— WHAT IS NEEDED —
What is needed is every line, exactly as given, from the line containing "so a refresh" through the end of the data below.

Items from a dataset
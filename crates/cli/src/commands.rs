//! CLI commands

use anyhow::{Context as _, Result, anyhow, bail};
use clap::Subcommand;
use fawwerty_core::{AppConfig, FileStore, StateDir};
use fawwerty_http::RequestOptions;
use fawwerty_session::{AuthOutcome, SessionManager, StaticTokenProvider};
use reqwest::Method;
use serde_json::{Map, Value, json};
use std::sync::Arc;
use tokio::io::{AsyncBufReadExt, BufReader};
use tracing::{debug, info};

use crate::config;

/// Shared inputs for every command
pub struct Context {
    pub config: AppConfig,
    pub state_dir: StateDir,
}

#[derive(Subcommand)]
pub enum Commands {
    /// Sign in with email and password
    Login {
        #[arg(long)]
        email: String,

        #[arg(long, env = "FAWWERTY_PASSWORD")]
        password: String,

        /// Two-factor code; prompted for on stdin when required and absent
        #[arg(long)]
        code: Option<String>,
    },

    /// Create an account
    Signup {
        #[arg(long)]
        email: String,

        #[arg(long, env = "FAWWERTY_PASSWORD")]
        password: String,

        #[arg(long)]
        name: Option<String>,

        /// Extra registration fields as key=value
        #[arg(long = "field", value_parser = parse_key_val)]
        fields: Vec<(String, String)>,
    },

    /// Request a password reset email
    ForgotPassword {
        #[arg(long)]
        email: String,
    },

    /// End the stored session
    Logout,

    /// Exchange the stored token for a fresh one
    Refresh,

    /// Show the stored session
    Whoami,

    /// Sign in with a Google access token
    GoogleLogin {
        #[arg(long, env = "FAWWERTY_GOOGLE_TOKEN")]
        access_token: String,
    },

    /// Create an account with a Google access token
    GoogleSignup {
        #[arg(long, env = "FAWWERTY_GOOGLE_TOKEN")]
        access_token: String,
    },

    /// Call an API endpoint with the stored session
    Request {
        /// HTTP method (GET, POST, PATCH, DELETE, ...)
        method: String,

        /// Endpoint relative to the API base URL, e.g. /admin/summary
        endpoint: String,

        /// JSON request body
        #[arg(long)]
        body: Option<String>,
    },

    /// Print the effective configuration
    Config,
}

impl Commands {
    pub async fn execute(self, ctx: Context) -> Result<()> {
        if let Self::Config = self {
            return print_json(&serde_json::to_value(&ctx.config)?);
        }

        let manager = open_session(&ctx)?;

        match self {
            Self::Login {
                email,
                password,
                code,
            } => {
                let outcome = manager.login(&email, &password).await;
                if !matches!(outcome, AuthOutcome::TwoFactorRequired) {
                    return finish(&outcome);
                }
                info!("Two-factor verification required");
                let code = match code {
                    Some(code) => code,
                    None => prompt("Two-factor code: ").await?,
                };
                finish(&manager.verify_2fa(&code).await)
            }
            Self::Signup {
                email,
                password,
                name,
                fields,
            } => {
                let user_data = registration_body(email, password, name, fields);
                finish(&manager.signup(&user_data).await)
            }
            Self::ForgotPassword { email } => finish(&manager.forgot_password(&email).await),
            Self::Logout => {
                manager.logout();
                print_json(&json!({ "success": true }))
            }
            Self::Refresh => finish(&manager.refresh_token().await),
            Self::Whoami => {
                let session = manager.session();
                print_json(&json!({
                    "state": session.state(),
                    "session": session,
                }))
            }
            Self::GoogleLogin { access_token } => {
                let manager = manager
                    .with_identity_provider(Arc::new(StaticTokenProvider::new(access_token)));
                finish(&manager.google_login().await)
            }
            Self::GoogleSignup { access_token } => {
                let manager = manager
                    .with_identity_provider(Arc::new(StaticTokenProvider::new(access_token)));
                finish(&manager.google_signup().await)
            }
            Self::Request {
                method,
                endpoint,
                body,
            } => {
                let options = request_options(&method, body.as_deref())?;
                debug!(%method, %endpoint, "Issuing request");
                let response: Value = manager
                    .api()
                    .request(&endpoint, options)
                    .await
                    .map_err(|e| anyhow!(e.message()))?;
                print_json(&response)
            }
            Self::Config => Ok(()),
        }
    }
}

fn open_session(ctx: &Context) -> Result<SessionManager> {
    let dir = config::session_dir(&ctx.config, &ctx.state_dir);
    let store = FileStore::open_in(&dir)
        .with_context(|| format!("Failed to open session store in {}", dir.display()))?;
    debug!(path = %store.path().display(), "Opened session store");
    Ok(SessionManager::from_config(&ctx.config, Arc::new(store))?)
}

/// Print the outcome and fail the command if it did not succeed
fn finish(outcome: &AuthOutcome) -> Result<()> {
    print_json(&outcome.to_json())?;
    match outcome.error() {
        Some(error) => bail!("{error}"),
        None => Ok(()),
    }
}

fn print_json(value: &Value) -> Result<()> {
    println!("{}", serde_json::to_string_pretty(value)?);
    Ok(())
}

async fn prompt(label: &str) -> Result<String> {
    eprint!("{label}");
    let mut lines = BufReader::new(tokio::io::stdin()).lines();
    let line = lines
        .next_line()
        .await?
        .ok_or_else(|| anyhow!("No input provided"))?;
    Ok(line.trim().to_string())
}

fn registration_body(
    email: String,
    password: String,
    name: Option<String>,
    fields: Vec<(String, String)>,
) -> Value {
    let mut body = Map::new();
    body.insert("email".into(), Value::String(email));
    body.insert("password".into(), Value::String(password));
    if let Some(name) = name {
        body.insert("name".into(), Value::String(name));
    }
    for (key, value) in fields {
        body.insert(key, Value::String(value));
    }
    Value::Object(body)
}

fn request_options(method: &str, body: Option<&str>) -> Result<RequestOptions> {
    let method = Method::from_bytes(method.to_ascii_uppercase().as_bytes())
        .with_context(|| format!("Invalid HTTP method: {method}"))?;
    let body = body
        .map(serde_json::from_str::<Value>)
        .transpose()
        .context("Request body is not valid JSON")?;

    Ok(match body {
        Some(body) => RequestOptions::with_body(method, body),
        None => RequestOptions {
            method,
            ..RequestOptions::default()
        },
    })
}

fn parse_key_val(s: &str) -> Result<(String, String)> {
    let (key, value) = s
        .split_once('=')
        .ok_or_else(|| anyhow!("Expected key=value, got `{s}`"))?;
    Ok((key.to_string(), value.to_string()))
}

#[cfg(test)]
mod tests {
    use super::*;

    #[test]
    fn test_registration_body_merges_fields() {
        let body = registration_body(
            "a@b.c".into(),
            "pw".into(),
            Some("Ada".into()),
            vec![("company".into(), "Acme".into())],
        );
        assert_eq!(
            body,
            json!({"email": "a@b.c", "password": "pw", "name": "Ada", "company": "Acme"})
        );
    }

    #[test]
    fn test_request_options() {
        let options = request_options("patch", Some(r#"{"status":"closed"}"#)).unwrap();
        assert_eq!(options.method, Method::PATCH);
        assert_eq!(options.body, Some(json!({"status": "closed"})));

        let options = request_options("GET", None).unwrap();
        assert_eq!(options.method, Method::GET);
        assert!(options.body.is_none());

        assert!(request_options("GET", Some("not json")).is_err());
        assert!(request_options("BAD METHOD", None).is_err());
    }

    #[test]
    fn test_parse_key_val() {
        assert_eq!(
            parse_key_val("role=client").unwrap(),
            ("role".to_string(), "client".to_string())
        );
        assert!(parse_key_val("role").is_err());
    }
}
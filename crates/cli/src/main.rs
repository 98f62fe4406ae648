//! Fawwerty CLI - command-line access to the GRC platform API

mod commands;
mod config;
mod logging;

use anyhow::Result;
use clap::{Parser, ValueEnum};
use commands::Commands;
use fawwerty_core::StateDir;
use std::path::PathBuf;
use std::time::Duration;
use tracing::{Level, debug, error};

#[derive(Parser)]
#[command(name = "fawwerty")]
#[command(about = "Client for the Fawwerty security and compliance platform")]
#[command(version)]
struct Cli {
    /// Set logging level
    #[arg(short = 'l', long, global = true, default_value = "warn")]
    log_level: LogLevel,

    /// State directory for configuration, session and logs
    #[arg(short = 'd', long, global = true, env = "FAWWERTY_STATE_DIR")]
    state_dir: Option<PathBuf>,

    /// Configuration file (defaults to <state dir>/config/config.toml)
    #[arg(short = 'c', long, global = true)]
    config: Option<PathBuf>,

    /// Backend base URL, overriding configuration
    #[arg(long, global = true)]
    api_url: Option<String>,

    /// Timeout for the whole command in seconds (0 = no timeout)
    #[arg(short = 't', long, global = true, default_value = "0")]
    timeout: u64,

    /// Disable file logging (only log to stderr)
    #[arg(long, global = true)]
    no_file_log: bool,

    #[command(subcommand)]
    command: Commands,
}

#[tokio::main]
async fn main() -> Result<()> {
    let cli = Cli::parse();

    let state_dir = StateDir::resolve(cli.state_dir.clone());
    logging::init_logging(cli.log_level.into(), &state_dir, cli.no_file_log)?;

    let app_config = config::load_config(cli.config.as_deref(), &state_dir, cli.api_url)?;
    debug!(base_url = %app_config.api.base_url, "Loaded configuration");

    let context = commands::Context {
        config: app_config,
        state_dir,
    };

    let result = if cli.timeout == 0 {
        cli.command.execute(context).await
    } else {
        let timeout_duration = Duration::from_secs(cli.timeout);
        match tokio::time::timeout(timeout_duration, cli.command.execute(context)).await {
            Ok(result) => result,
            Err(_) => Err(anyhow::anyhow!(
                "Command timed out after {} seconds",
                cli.timeout
            )),
        }
    };

    if let Err(e) = result {
        error!("Command failed: {e}");
        eprintln!("error: {e}");
        std::process::exit(1);
    }

    Ok(())
}

#[derive(Clone, Debug, ValueEnum)]
enum LogLevel {
    Error,
    Warn,
    Info,
    Debug,
    Trace,
}

impl From<LogLevel> for Level {
    fn from(log_level: LogLevel) -> Self {
        match log_level {
            LogLevel::Error => Self::ERROR,
            LogLevel::Warn => Self::WARN,
            LogLevel::Info => Self::INFO,
            LogLevel::Debug => Self::DEBUG,
            LogLevel::Trace => Self::TRACE,
        }
    }
}
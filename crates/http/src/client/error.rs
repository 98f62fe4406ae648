//! Client error types

use fawwerty_core::CoreError;
use thiserror::Error;

/// Client error types
#[derive(Debug, Error)]
pub enum ClientError {
    /// Network or request error
    #[error("Request failed: {0}")]
    Request(#[from] reqwest::Error),

    /// Server returned an error status
    #[error("Server error {status}: {message}")]
    ServerError { status: u16, message: String },

    /// Authentication failed
    #[error("Authentication failed: {0}")]
    AuthenticationFailed(String),

    /// Resource not found
    #[error("Resource not found: {0}")]
    NotFound(String),

    /// Bad request
    #[error("Bad request: {0}")]
    BadRequest(String),

    /// Forbidden
    #[error("Forbidden: {0}")]
    Forbidden(String),

    /// Serialization/deserialization error
    #[error("Serialization error: {0}")]
    Serialization(#[from] serde_json::Error),

    /// Durable token storage failed
    #[error("Storage error: {0}")]
    Storage(#[from] CoreError),

    /// Invalid configuration
    #[error("Invalid configuration: {0}")]
    Configuration(String),
}

impl ClientError {
    /// Create error from HTTP status code
    pub fn from_status(status: reqwest::StatusCode, message: String) -> Self {
        match status.as_u16() {
            400 => Self::BadRequest(message),
            401 => Self::AuthenticationFailed(message),
            403 => Self::Forbidden(message),
            404 => Self::NotFound(message),
            _ => Self::ServerError {
                status: status.as_u16(),
                message,
            },
        }
    }

    /// HTTP status for errors that came from a backend response
    pub const fn status(&self) -> Option<u16> {
        match self {
            Self::BadRequest(_) => Some(400),
            Self::AuthenticationFailed(_) => Some(401),
            Self::Forbidden(_) => Some(403),
            Self::NotFound(_) => Some(404),
            Self::ServerError { status, .. } => Some(*status),
            _ => None,
        }
    }

    /// Whether the backend answered with a non-success status
    pub const fn is_status(&self) -> bool {
        self.status().is_some()
    }

    /// Whether the bearer token was rejected
    pub const fn is_auth_expired(&self) -> bool {
        matches!(self, Self::AuthenticationFailed(_))
    }

    /// Text suitable for showing to a user
    ///
    /// For status errors this is the backend's `message` or `HTTP <status>`.
    pub fn message(&self) -> String {
        match self {
            Self::AuthenticationFailed(message)
            | Self::NotFound(message)
            | Self::BadRequest(message)
            | Self::Forbidden(message)
            | Self::ServerError { message, .. } => message.clone(),
            other => other.to_string(),
        }
    }
}

#[cfg(test)]
mod tests {
    use super::*;
    use reqwest::StatusCode;

    #[test]
    fn test_status_mapping() {
        let err = ClientError::from_status(StatusCode::UNAUTHORIZED, "expired".into());
        assert!(err.is_auth_expired());
        assert_eq!(err.status(), Some(401));
        assert_eq!(err.message(), "expired");

        let err = ClientError::from_status(StatusCode::BAD_GATEWAY, "HTTP 502".into());
        assert!(matches!(
            err,
            ClientError::ServerError { status: 502, .. }
        ));
        assert_eq!(err.message(), "HTTP 502");
    }

    #[test]
    fn test_non_status_errors_have_no_status() {
        let err = ClientError::Configuration("base_url is required".into());
        assert!(!err.is_status());
        assert_eq!(err.message(), "Invalid configuration: base_url is required");
    }
}
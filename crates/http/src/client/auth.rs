//! Authentication API client methods
//!
//! Responses are returned as raw JSON; [`crate::AuthPayload`] maps them to
//! credentials.

use super::{ApiClient, ClientError, RequestOptions};
use crate::types::{
    ForgotPasswordRequest, LoginRequest, RefreshRequest, SocialTokenRequest,
    VerifyTwoFactorRequest,
};
use reqwest::Method;
use serde::Serialize;
use serde_json::Value;

fn post<T: Serialize>(body: &T) -> Result<RequestOptions, ClientError> {
    Ok(RequestOptions::with_body(
        Method::POST,
        serde_json::to_value(body)?,
    ))
}

impl ApiClient {
    /// Password login
    pub async fn login(&self, email: &str, password: &str) -> Result<Value, ClientError> {
        let body = LoginRequest {
            email: email.to_string(),
            password: password.to_string(),
        };
        self.request("/auth/login", post(&body)?).await
    }

    /// Register a new account; the body is forwarded as given
    pub async fn register(&self, user_data: &Value) -> Result<Value, ClientError> {
        self.request("/auth/register", RequestOptions::post(user_data.clone()))
            .await
    }

    /// Ask the backend to send a password reset
    pub async fn forgot_password(&self, email: &str) -> Result<Value, ClientError> {
        let body = ForgotPasswordRequest {
            email: email.to_string(),
        };
        self.request("/auth/forgot-password", post(&body)?).await
    }

    /// Verify a second-factor code for the account identified by `email`
    pub async fn verify_2fa(
        &self,
        code: &str,
        email: Option<&str>,
    ) -> Result<Value, ClientError> {
        let body = VerifyTwoFactorRequest {
            token: code.to_string(),
            email: email.map(str::to_owned),
        };
        self.request("/auth/verify2fa", post(&body)?).await
    }

    /// Exchange the current token for a new one
    ///
    /// Sent directly rather than through [`ApiClient::request`] so a refresh
    /// can never recurse into another refresh.
    pub async fn refresh_token(&self) -> Result<Value, ClientError> {
        let options = post(&RefreshRequest {
            token: self.auth_token(),
        })?;
        let response = self.send(&self.url("/auth/refresh"), &options, None).await?;
        Self::decode(response).await
    }

    /// Log in with a Google access token
    pub async fn google_login(&self, access_token: &str) -> Result<Value, ClientError> {
        let body = SocialTokenRequest {
            token: access_token.to_string(),
        };
        self.request("/auth/google-login", post(&body)?).await
    }

    /// Sign up with a Google access token
    pub async fn google_signup(&self, access_token: &str) -> Result<Value, ClientError> {
        let body = SocialTokenRequest {
            token: access_token.to_string(),
        };
        self.request("/auth/google-signup", post(&body)?).await
    }
}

— SOLUTION FOR THIS TASK —
    /// Sent directly rather than through [`ApiClient::request`] so a refresh
    /// can never recurse into another refresh.
    pub async fn refresh_token(&self) -> Result<Value, ClientError> {
        let options = post(&RefreshRequest {
            token: self.auth_token(),
        })?;
        let response = self.send(&self.url("/auth/refresh"), &options, None).await?;
        Self::decode(response).await
    }

    /// Log in with a Google access token
    pub async fn google_login(&self, access_token: &str) -> Result<Value, ClientError> {
        let body = SocialTokenRequest {
            token: access_token.to_string(),
        };
        self.request("/auth/google-login", post(&body)?).await
    }

    /// Sign up with a Google access token
    pub async fn google_signup(&self, access_token: &str) -> Result<Value, ClientError> {
        let body = SocialTokenRequest {
            token: access_token.to_string(),
        };
        self.request("/auth/google-signup", post(&body)?).await
    }
}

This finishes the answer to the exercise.